◆ Exercise goal: For each line of the listing that holds "isize", show the full line.

Segment Start: Dataset

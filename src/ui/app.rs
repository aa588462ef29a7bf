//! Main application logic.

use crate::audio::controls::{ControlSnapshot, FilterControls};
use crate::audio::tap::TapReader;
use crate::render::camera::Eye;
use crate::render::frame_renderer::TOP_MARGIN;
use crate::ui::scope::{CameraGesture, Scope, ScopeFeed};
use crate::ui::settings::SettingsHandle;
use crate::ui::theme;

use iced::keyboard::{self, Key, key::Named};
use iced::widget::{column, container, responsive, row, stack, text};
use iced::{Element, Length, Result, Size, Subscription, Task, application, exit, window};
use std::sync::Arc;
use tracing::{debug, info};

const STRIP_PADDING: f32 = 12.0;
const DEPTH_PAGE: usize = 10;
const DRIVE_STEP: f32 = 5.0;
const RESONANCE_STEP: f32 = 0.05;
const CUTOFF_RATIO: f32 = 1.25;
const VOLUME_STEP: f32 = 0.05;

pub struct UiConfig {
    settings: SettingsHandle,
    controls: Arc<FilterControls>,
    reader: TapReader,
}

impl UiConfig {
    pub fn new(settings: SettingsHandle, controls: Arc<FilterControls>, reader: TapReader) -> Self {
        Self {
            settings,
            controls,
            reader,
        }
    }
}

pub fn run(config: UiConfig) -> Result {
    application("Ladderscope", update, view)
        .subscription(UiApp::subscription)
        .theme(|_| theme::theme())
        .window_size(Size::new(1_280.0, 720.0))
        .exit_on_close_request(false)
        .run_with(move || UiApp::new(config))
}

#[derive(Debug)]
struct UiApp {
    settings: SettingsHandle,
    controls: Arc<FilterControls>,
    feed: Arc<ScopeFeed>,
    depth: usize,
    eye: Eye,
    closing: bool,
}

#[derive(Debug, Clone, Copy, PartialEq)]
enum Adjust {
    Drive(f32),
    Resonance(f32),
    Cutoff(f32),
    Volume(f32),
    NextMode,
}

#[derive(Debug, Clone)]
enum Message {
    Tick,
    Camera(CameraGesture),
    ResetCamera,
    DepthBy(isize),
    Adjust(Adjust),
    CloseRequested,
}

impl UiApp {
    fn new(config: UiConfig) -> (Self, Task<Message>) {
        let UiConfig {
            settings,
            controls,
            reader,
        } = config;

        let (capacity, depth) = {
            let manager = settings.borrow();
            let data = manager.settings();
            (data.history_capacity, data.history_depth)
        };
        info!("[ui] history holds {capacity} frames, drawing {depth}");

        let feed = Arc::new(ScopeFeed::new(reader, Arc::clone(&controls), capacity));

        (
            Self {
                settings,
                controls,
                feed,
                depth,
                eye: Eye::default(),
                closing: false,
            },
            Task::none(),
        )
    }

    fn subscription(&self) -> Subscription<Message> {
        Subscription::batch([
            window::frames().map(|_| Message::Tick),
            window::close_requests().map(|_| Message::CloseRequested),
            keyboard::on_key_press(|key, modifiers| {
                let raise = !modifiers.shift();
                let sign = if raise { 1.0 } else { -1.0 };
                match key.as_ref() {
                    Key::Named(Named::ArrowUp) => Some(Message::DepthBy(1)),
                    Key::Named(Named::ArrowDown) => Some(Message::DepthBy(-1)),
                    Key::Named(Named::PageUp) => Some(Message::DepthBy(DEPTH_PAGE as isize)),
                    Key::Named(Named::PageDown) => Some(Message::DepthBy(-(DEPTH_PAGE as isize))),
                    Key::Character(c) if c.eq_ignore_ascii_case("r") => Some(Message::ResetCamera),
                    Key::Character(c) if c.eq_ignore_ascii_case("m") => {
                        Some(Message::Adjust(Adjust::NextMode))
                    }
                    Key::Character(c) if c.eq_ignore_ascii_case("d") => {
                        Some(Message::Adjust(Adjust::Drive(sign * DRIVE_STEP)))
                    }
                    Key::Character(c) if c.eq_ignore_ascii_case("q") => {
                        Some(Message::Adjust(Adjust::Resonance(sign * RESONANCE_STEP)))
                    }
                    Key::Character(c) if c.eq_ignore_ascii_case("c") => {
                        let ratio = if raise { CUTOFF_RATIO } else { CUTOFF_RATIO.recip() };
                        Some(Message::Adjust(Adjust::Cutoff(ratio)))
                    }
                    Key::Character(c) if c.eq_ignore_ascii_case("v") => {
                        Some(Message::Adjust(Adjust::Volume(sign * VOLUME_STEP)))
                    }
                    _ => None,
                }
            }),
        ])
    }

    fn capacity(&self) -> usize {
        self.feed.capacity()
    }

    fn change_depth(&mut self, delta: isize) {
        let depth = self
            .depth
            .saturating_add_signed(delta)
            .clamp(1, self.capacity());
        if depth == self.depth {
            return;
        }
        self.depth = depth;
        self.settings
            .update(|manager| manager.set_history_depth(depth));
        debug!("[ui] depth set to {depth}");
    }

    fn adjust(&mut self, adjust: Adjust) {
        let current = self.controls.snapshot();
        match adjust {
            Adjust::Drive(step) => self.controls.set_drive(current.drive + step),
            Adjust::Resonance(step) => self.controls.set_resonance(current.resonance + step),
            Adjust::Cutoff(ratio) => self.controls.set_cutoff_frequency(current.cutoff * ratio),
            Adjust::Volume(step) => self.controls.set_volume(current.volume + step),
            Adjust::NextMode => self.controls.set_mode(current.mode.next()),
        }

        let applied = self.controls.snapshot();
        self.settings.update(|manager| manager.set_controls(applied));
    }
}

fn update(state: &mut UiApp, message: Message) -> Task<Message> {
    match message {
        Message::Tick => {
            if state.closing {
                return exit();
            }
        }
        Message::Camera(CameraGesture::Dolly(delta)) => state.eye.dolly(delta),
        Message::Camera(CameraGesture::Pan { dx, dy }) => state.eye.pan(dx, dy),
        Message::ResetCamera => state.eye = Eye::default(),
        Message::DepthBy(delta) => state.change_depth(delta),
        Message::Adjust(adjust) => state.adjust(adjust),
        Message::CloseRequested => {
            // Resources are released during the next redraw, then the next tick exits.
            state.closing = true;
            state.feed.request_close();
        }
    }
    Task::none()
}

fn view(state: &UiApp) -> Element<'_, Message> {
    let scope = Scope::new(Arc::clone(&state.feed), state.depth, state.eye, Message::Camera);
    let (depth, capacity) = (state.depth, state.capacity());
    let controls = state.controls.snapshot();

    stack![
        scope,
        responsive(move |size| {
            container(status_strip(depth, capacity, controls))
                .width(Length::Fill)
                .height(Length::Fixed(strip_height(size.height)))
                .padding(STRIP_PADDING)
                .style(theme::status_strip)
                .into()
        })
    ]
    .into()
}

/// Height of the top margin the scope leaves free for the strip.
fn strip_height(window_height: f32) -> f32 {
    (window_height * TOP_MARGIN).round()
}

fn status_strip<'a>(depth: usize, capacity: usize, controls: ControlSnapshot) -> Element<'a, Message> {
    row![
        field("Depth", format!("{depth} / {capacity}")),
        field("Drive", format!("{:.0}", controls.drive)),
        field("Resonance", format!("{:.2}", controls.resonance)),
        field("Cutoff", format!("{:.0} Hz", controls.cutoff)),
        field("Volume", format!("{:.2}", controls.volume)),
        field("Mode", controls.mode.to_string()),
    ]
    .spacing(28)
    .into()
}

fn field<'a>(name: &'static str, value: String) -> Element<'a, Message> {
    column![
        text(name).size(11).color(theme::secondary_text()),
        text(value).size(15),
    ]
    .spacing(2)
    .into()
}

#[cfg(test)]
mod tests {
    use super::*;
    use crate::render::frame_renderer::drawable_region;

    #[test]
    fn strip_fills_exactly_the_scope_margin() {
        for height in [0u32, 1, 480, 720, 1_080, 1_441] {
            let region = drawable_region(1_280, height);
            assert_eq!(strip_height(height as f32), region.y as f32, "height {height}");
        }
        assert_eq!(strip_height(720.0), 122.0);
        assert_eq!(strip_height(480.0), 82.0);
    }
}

Segment End: Dataset

◆ Exercise response:
    DepthBy(isize),
                    Key::Named(Named::PageUp) => Some(Message::DepthBy(DEPTH_PAGE as isize)),
                    Key::Named(Named::PageDown) => Some(Message::DepthBy(-(DEPTH_PAGE as isize))),
    fn change_depth(&mut self, delta: isize) {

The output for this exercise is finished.